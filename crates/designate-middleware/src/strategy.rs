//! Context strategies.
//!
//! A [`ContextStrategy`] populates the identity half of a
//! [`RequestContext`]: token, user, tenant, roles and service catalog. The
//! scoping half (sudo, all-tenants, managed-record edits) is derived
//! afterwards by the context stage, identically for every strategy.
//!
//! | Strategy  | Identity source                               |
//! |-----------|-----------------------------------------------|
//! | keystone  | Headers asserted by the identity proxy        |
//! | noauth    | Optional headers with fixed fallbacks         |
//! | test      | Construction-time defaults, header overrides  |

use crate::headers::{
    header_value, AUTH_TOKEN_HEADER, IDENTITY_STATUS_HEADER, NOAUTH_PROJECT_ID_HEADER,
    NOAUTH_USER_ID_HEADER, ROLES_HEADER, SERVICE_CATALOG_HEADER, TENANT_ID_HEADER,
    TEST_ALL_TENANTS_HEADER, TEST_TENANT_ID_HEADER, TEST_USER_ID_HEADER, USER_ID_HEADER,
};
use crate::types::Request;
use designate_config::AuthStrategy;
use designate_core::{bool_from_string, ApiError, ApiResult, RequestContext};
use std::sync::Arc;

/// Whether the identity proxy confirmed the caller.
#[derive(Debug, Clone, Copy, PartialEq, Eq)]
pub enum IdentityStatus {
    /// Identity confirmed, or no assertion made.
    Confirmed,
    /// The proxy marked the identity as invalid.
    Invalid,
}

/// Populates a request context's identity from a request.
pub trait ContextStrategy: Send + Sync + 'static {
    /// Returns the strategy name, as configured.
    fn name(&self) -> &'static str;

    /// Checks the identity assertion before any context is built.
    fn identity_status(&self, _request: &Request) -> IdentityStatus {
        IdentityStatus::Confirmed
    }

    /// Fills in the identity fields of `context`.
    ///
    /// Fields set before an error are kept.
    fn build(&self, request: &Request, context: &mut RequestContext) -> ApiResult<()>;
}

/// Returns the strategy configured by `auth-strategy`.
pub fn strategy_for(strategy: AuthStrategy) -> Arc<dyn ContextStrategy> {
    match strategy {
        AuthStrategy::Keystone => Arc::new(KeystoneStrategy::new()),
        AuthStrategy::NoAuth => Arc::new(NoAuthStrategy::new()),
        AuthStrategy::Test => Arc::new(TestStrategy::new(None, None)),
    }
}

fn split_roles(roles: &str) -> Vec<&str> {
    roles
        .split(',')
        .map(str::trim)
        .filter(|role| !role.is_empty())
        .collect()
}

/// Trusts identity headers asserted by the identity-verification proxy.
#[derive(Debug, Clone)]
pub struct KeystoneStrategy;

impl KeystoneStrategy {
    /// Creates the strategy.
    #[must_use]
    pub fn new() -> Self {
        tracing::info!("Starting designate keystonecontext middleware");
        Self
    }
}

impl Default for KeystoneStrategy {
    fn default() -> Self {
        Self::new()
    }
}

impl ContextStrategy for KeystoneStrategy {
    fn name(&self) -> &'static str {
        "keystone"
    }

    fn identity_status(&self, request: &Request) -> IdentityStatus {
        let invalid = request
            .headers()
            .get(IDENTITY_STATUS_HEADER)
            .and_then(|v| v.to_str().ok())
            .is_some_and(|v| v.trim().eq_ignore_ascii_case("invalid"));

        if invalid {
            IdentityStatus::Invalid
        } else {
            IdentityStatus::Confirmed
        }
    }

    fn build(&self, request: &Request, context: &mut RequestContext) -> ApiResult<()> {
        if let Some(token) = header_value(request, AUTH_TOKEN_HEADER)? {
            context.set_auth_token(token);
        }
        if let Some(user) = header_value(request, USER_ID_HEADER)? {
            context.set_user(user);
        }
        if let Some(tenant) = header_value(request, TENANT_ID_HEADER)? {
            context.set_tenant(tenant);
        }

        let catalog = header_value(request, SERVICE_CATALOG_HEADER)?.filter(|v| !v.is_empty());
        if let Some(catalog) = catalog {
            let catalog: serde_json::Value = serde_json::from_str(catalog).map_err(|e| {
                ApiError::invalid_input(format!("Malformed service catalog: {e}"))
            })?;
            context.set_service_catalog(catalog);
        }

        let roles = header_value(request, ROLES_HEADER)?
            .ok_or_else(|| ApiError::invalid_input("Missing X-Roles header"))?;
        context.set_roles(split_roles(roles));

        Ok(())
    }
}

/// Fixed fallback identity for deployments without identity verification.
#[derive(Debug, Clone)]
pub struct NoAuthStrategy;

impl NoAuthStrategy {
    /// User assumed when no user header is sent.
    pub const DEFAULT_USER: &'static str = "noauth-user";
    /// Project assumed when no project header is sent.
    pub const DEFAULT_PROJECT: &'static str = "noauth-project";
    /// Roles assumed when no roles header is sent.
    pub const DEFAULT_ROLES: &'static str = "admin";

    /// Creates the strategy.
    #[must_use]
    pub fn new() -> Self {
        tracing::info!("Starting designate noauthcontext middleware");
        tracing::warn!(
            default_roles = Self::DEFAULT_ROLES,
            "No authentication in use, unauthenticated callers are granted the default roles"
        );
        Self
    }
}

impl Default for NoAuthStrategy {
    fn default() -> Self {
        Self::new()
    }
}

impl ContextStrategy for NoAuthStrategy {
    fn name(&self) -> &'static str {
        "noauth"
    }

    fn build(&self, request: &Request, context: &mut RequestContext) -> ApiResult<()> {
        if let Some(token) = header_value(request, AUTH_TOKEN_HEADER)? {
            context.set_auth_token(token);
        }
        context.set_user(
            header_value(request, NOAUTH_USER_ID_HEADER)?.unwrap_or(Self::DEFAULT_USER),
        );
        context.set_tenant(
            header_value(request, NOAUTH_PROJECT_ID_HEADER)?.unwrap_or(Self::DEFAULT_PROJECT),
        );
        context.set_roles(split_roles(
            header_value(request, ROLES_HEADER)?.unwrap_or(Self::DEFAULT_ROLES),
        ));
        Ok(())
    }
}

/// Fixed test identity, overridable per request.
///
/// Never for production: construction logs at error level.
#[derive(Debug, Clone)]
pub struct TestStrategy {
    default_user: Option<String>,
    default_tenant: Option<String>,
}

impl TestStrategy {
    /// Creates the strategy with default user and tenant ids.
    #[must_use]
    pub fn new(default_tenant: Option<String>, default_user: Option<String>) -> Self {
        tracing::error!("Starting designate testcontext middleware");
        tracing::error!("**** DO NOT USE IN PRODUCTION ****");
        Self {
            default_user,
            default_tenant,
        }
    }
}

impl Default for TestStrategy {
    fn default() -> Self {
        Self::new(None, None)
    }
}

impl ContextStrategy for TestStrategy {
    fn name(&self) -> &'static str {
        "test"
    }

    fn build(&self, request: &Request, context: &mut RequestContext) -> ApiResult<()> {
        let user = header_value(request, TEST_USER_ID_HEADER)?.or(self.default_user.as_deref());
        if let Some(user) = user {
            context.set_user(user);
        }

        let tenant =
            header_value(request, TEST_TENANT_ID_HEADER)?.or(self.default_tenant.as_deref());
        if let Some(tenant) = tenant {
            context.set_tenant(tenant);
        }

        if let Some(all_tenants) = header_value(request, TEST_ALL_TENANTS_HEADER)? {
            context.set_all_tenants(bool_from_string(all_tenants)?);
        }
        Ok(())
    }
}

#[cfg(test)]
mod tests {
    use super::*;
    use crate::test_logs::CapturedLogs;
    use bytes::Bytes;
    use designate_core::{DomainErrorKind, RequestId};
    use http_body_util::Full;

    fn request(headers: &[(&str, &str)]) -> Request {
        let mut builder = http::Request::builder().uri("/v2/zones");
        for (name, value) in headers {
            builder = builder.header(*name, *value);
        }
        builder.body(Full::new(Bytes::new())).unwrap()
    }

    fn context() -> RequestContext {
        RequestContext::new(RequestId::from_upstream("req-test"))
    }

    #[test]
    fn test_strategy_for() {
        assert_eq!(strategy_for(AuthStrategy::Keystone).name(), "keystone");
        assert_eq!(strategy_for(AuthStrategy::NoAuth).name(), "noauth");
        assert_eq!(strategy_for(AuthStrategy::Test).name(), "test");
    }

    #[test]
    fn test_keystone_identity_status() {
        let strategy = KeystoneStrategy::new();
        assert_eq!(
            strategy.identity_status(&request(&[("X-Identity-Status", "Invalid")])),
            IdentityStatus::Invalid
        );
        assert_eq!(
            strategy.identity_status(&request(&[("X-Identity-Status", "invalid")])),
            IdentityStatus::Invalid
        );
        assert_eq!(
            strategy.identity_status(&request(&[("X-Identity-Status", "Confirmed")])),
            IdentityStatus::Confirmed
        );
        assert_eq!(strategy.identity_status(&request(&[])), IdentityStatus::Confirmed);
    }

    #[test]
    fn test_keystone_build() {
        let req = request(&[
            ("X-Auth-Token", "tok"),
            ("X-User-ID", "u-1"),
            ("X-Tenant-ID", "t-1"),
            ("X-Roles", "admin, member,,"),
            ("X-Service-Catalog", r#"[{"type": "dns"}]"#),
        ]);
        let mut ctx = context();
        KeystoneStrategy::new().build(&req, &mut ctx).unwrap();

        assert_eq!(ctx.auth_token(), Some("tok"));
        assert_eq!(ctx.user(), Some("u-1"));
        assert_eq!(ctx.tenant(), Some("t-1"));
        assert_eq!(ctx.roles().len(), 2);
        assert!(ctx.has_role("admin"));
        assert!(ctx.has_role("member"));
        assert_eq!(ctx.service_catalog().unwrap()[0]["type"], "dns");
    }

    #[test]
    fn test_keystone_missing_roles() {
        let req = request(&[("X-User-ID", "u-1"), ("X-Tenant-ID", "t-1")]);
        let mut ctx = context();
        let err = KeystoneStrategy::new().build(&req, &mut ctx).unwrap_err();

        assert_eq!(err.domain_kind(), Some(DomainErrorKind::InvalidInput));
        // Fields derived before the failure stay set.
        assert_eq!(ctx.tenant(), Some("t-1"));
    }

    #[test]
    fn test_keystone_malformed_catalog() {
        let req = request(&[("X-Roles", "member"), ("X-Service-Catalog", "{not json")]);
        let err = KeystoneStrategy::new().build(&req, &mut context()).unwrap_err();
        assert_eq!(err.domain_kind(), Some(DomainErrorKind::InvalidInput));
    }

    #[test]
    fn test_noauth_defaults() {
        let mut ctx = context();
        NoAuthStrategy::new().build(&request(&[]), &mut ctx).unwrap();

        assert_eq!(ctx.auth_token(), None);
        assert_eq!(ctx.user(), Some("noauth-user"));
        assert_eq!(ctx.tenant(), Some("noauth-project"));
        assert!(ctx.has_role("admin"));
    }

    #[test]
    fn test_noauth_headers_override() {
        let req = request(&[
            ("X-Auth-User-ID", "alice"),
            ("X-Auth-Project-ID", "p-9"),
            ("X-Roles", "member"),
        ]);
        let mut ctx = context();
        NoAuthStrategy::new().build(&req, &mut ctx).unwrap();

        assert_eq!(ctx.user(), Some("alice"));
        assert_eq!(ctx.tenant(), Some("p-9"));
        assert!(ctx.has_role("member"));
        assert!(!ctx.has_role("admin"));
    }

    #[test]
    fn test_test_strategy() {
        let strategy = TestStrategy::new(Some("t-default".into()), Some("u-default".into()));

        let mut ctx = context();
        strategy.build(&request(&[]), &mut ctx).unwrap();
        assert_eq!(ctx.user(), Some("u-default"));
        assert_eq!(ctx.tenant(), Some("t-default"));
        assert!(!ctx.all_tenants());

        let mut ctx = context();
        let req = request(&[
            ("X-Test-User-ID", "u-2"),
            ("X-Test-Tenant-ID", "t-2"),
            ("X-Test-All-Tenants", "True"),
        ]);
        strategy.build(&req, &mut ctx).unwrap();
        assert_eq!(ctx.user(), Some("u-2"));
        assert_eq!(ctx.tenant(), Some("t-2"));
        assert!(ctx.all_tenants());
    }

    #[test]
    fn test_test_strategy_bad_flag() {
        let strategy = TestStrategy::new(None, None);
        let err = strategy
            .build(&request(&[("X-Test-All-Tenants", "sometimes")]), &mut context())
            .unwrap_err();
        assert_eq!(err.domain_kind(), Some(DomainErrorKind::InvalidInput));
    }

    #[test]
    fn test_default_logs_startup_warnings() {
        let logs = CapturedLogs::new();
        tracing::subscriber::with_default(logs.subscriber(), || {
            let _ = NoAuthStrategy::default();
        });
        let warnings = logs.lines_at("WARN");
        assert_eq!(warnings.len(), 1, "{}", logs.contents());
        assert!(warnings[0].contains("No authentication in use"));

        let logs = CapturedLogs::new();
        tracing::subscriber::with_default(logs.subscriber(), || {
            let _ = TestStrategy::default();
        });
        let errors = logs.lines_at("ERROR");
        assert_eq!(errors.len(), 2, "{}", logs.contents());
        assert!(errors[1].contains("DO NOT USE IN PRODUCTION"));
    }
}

What you need to do = After locating the line holding "use crate::test_logs::CapturedLogs;" above, output exactly that line and every line after it through the line holding "let mut builder". Include nothing else.

Task solution =
    use crate::test_logs::CapturedLogs;
    use bytes::Bytes;
    use designate_core::{DomainErrorKind, RequestId};
    use http_body_util::Full;

    fn request(headers: &[(&str, &str)]) -> Request {
        let mut builder = http::Request::builder().uri("/v2/zones");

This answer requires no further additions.